*Your task:* Copy every line of the records below that holds the word "holding".

*Supplied material:*
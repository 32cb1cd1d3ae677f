use beanbench_core::Error as CoreError;
use thiserror::Error;

/// Errors emitted by the generation engine.
///
/// Every variant is fatal for the run; nothing is retried.
#[derive(Debug, Error)]
pub enum GenerationError {
    #[error("configuration error: {0}")]
    Configuration(String),
    #[error("invariant violation: {0}")]
    InvariantViolation(String),
    #[error("io error: {0}")]
    Io(#[from] std::io::Error),
    #[error("json error: {0}")]
    Json(#[from] serde_json::Error),
}

impl From<CoreError> for GenerationError {
    fn from(value: CoreError) -> Self {
        match value {
            CoreError::Configuration(message) => GenerationError::Configuration(message),
            CoreError::InvariantViolation(message) => GenerationError::InvariantViolation(message),
        }
    }
}
use std::collections::BTreeSet;
use std::fmt;

use schemars::JsonSchema;
use serde::{Deserialize, Serialize};

use crate::constraints::{ConstraintDescriptor, ConstraintKind, DescriptorSet, GroupId};
use crate::error::{Error, Result};
use crate::types::{SampleValue, ValueType};

/// Index of an entity inside an [`EntityGraph`].
#[derive(
    Debug, Clone, Copy, PartialEq, Eq, PartialOrd, Ord, Hash, Serialize, Deserialize, JsonSchema,
)]
#[serde(transparent)]
pub struct EntityId(pub usize);

impl EntityId {
    pub fn index(self) -> usize {
        self.0
    }
}

impl fmt::Display for EntityId {
    fn fmt(&self, f: &mut fmt::Formatter<'_>) -> fmt::Result {
        write!(f, "#{}", self.0)
    }
}

/// Role an entity plays in the generated graph.
#[derive(Debug, Clone, Copy, PartialEq, Eq, Serialize, Deserialize, JsonSchema)]
#[serde(rename_all = "snake_case")]
pub enum EntityRole {
    /// First-class graph member; instantiated into the holder.
    Primary,
    /// Inheritance root; never references other entities nor inherits.
    Base,
}

/// Field holding a basic value.
#[derive(Debug, Clone, PartialEq, Serialize, Deserialize, JsonSchema)]
pub struct BasicField {
    pub name: String,
    pub value_type: ValueType,
    pub descriptors: DescriptorSet,
    /// Values satisfying every attached descriptor.
    pub valid_values: Vec<SampleValue>,
    /// Values violating at least one attached descriptor.
    pub invalid_values: Vec<SampleValue>,
    /// Fixed initial value chosen during population.
    #[serde(default, skip_serializing_if = "Option::is_none")]
    pub initial_value: Option<SampleValue>,
}

impl BasicField {
    pub fn new(name: impl Into<String>, value_type: ValueType) -> Self {
        Self {
            name: name.into(),
            value_type,
            descriptors: DescriptorSet::new(),
            valid_values: Vec::new(),
            invalid_values: Vec::new(),
            initial_value: None,
        }
    }

    pub fn is_annotated(&self) -> bool {
        !self.descriptors.is_empty() || !self.valid_values.is_empty()
    }
}

/// Field whose value is an instance of another entity.
#[derive(Debug, Clone, PartialEq, Serialize, Deserialize, JsonSchema)]
pub struct ReferenceField {
    pub name: String,
    pub target: EntityId,
    pub descriptors: DescriptorSet,
}

impl ReferenceField {
    pub fn new(name: impl Into<String>, target: EntityId) -> Self {
        Self {
            name: name.into(),
            target,
            descriptors: DescriptorSet::new(),
        }
    }
}

/// Field of an entity.
#[derive(Debug, Clone, PartialEq, Serialize, Deserialize, JsonSchema)]
#[serde(tag = "field_kind", rename_all = "snake_case")]
pub enum Field {
    Basic(BasicField),
    Reference(ReferenceField),
}

impl Field {
    pub fn name(&self) -> &str {
        match self {
            Field::Basic(field) => &field.name,
            Field::Reference(field) => &field.name,
        }
    }

    pub fn descriptors(&self) -> &DescriptorSet {
        match self {
            Field::Basic(field) => &field.descriptors,
            Field::Reference(field) => &field.descriptors,
        }
    }

    pub fn as_basic(&self) -> Option<&BasicField> {
        match self {
            Field::Basic(field) => Some(field),
            Field::Reference(_) => None,
        }
    }

    pub fn as_reference(&self) -> Option<&ReferenceField> {
        match self {
            Field::Reference(field) => Some(field),
            Field::Basic(_) => None,
        }
    }
}

/// Generated class-like definition.
#[derive(Debug, Clone, PartialEq, Serialize, Deserialize, JsonSchema)]
pub struct Entity {
    pub id: EntityId,
    pub name: String,
    pub qualified_name: String,
    pub role: EntityRole,
    pub fields: Vec<Field>,
    #[serde(default, skip_serializing_if = "Option::is_none")]
    pub superclass: Option<EntityId>,
    pub descriptors: DescriptorSet,
    /// Distinct groups used by the entity's field descriptors.
    #[serde(default, skip_serializing_if = "BTreeSet::is_empty")]
    pub groups: BTreeSet<GroupId>,
}

impl Entity {
    pub fn new(
        id: EntityId,
        name: impl Into<String>,
        qualified_name: impl Into<String>,
        role: EntityRole,
    ) -> Self {
        Self {
            id,
            name: name.into(),
            qualified_name: qualified_name.into(),
            role,
            fields: Vec::new(),
            superclass: None,
            descriptors: DescriptorSet::new(),
            groups: BTreeSet::new(),
        }
    }

    pub fn is_base(&self) -> bool {
        self.role == EntityRole::Base
    }

    /// Append a field, rejecting names already declared on this entity.
    pub fn add_field(&mut self, field: Field) -> Result<()> {
        if self.field(field.name()).is_some() {
            return Err(Error::invariant(format!(
                "duplicate field '{}' on entity {}",
                field.name(),
                self.qualified_name
            )));
        }
        self.fields.push(field);
        Ok(())
    }

    pub fn field(&self, name: &str) -> Option<&Field> {
        self.fields.iter().find(|field| field.name() == name)
    }

    pub fn basic_fields(&self) -> impl Iterator<Item = &BasicField> {
        self.fields.iter().filter_map(Field::as_basic)
    }

    pub fn reference_fields(&self) -> impl Iterator<Item = &ReferenceField> {
        self.fields.iter().filter_map(Field::as_reference)
    }

    pub fn basic_fields_mut(&mut self) -> impl Iterator<Item = &mut BasicField> {
        self.fields.iter_mut().filter_map(|field| match field {
            Field::Basic(field) => Some(field),
            Field::Reference(_) => None,
        })
    }

    pub fn set_superclass(&mut self, parent: EntityId) -> Result<()> {
        if self.is_base() {
            return Err(Error::invariant(format!(
                "base entity {} cannot inherit",
                self.qualified_name
            )));
        }
        if let Some(existing) = self.superclass {
            return Err(Error::invariant(format!(
                "entity {} already extends {existing}",
                self.qualified_name
            )));
        }
        self.superclass = Some(parent);
        Ok(())
    }

    /// Register a group; returns `false` if it was already registered.
    pub fn add_group(&mut self, group: GroupId) -> bool {
        self.groups.insert(group)
    }

    pub fn group_sequence(&self) -> Option<&ConstraintDescriptor> {
        self.descriptors.get(&ConstraintKind::GroupSequence)
    }
}

/// Arena holding every generated entity.
///
/// Entities refer to each other by [`EntityId`]; superclass and reference
/// targets are resolved through the arena rather than held as pointers.
#[derive(Debug, Clone, Default, PartialEq, Serialize, Deserialize, JsonSchema)]
pub struct EntityGraph {
    entities: Vec<Entity>,
    primary: Vec<EntityId>,
    base: Vec<EntityId>,
}

impl EntityGraph {
    pub fn new() -> Self {
        Self::default()
    }

    /// Allocate a new entity without fields and return its id.
    pub fn add_entity(
        &mut self,
        name: impl Into<String>,
        qualified_name: impl Into<String>,
        role: EntityRole,
    ) -> EntityId {
        let id = EntityId(self.entities.len());
        self.entities
            .push(Entity::new(id, name, qualified_name, role));
        match role {
            EntityRole::Primary => self.primary.push(id),
            EntityRole::Base => self.base.push(id),
        }
        id
    }

    pub fn entity(&self, id: EntityId) -> Option<&Entity> {
        self.entities.get(id.index())
    }

    pub fn entity_mut(&mut self, id: EntityId) -> Option<&mut Entity> {
        self.entities.get_mut(id.index())
    }

    /// Resolve an id that must exist.
    pub fn require(&self, id: EntityId) -> Result<&Entity> {
        self.entity(id)
            .ok_or_else(|| Error::invariant(format!("unknown entity {id}")))
    }

    pub fn require_mut(&mut self, id: EntityId) -> Result<&mut Entity> {
        self.entity_mut(id)
            .ok_or_else(|| Error::invariant(format!("unknown entity {id}")))
    }

    pub fn entities(&self) -> &[Entity] {
        &self.entities
    }

    pub fn primary_ids(&self) -> &[EntityId] {
        &self.primary
    }

    pub fn base_ids(&self) -> &[EntityId] {
        &self.base
    }

    pub fn primary_entities(&self) -> impl Iterator<Item = &Entity> {
        self.primary.iter().filter_map(|id| self.entity(*id))
    }

    pub fn base_entities(&self) -> impl Iterator<Item = &Entity> {
        self.base.iter().filter_map(|id| self.entity(*id))
    }

    /// Primary entities first, then base entities.
    pub fn traversal_order(&self) -> Vec<EntityId> {
        self.primary.iter().chain(self.base.iter()).copied().collect()
    }

    pub fn superclass_of(&self, entity: &Entity) -> Option<&Entity> {
        entity.superclass.and_then(|id| self.entity(id))
    }

    pub fn len(&self) -> usize {
        self.entities.len()
    }

    pub fn is_empty(&self) -> bool {
        self.entities.is_empty()
    }

    pub fn basic_field_count(&self) -> usize {
        self.entities
            .iter()
            .map(|entity| entity.basic_fields().count())
            .sum()
    }

    pub fn reference_field_count(&self) -> usize {
        self.entities
            .iter()
            .map(|entity| entity.reference_fields().count())
            .sum()
    }
}
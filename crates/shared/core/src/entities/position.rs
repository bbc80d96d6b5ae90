use rust_decimal::Decimal;
use serde::{Deserialize, Serialize};

use super::Contract;

/// Position reported by the peer for one account/contract
#[derive(Debug, Clone, PartialEq, Serialize, Deserialize)]
pub struct PositionData {
    pub account: String,
    pub contract: Contract,
    /// Signed position (negative = short)
    pub position: Decimal,
    pub avg_cost: f64,
}

impl PositionData {
    pub fn new(
        account: impl Into<String>,
        contract: Contract,
        position: Decimal,
        avg_cost: f64,
    ) -> Self {
        Self {
            account: account.into(),
            contract,
            position,
            avg_cost,
        }
    }

    /// Flat positions are still reported until the session ends
    pub fn is_flat(&self) -> bool {
        self.position.is_zero()
    }
}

*Exercise result:*
/// Field holding a basic value.
/// Arena holding every generated entity.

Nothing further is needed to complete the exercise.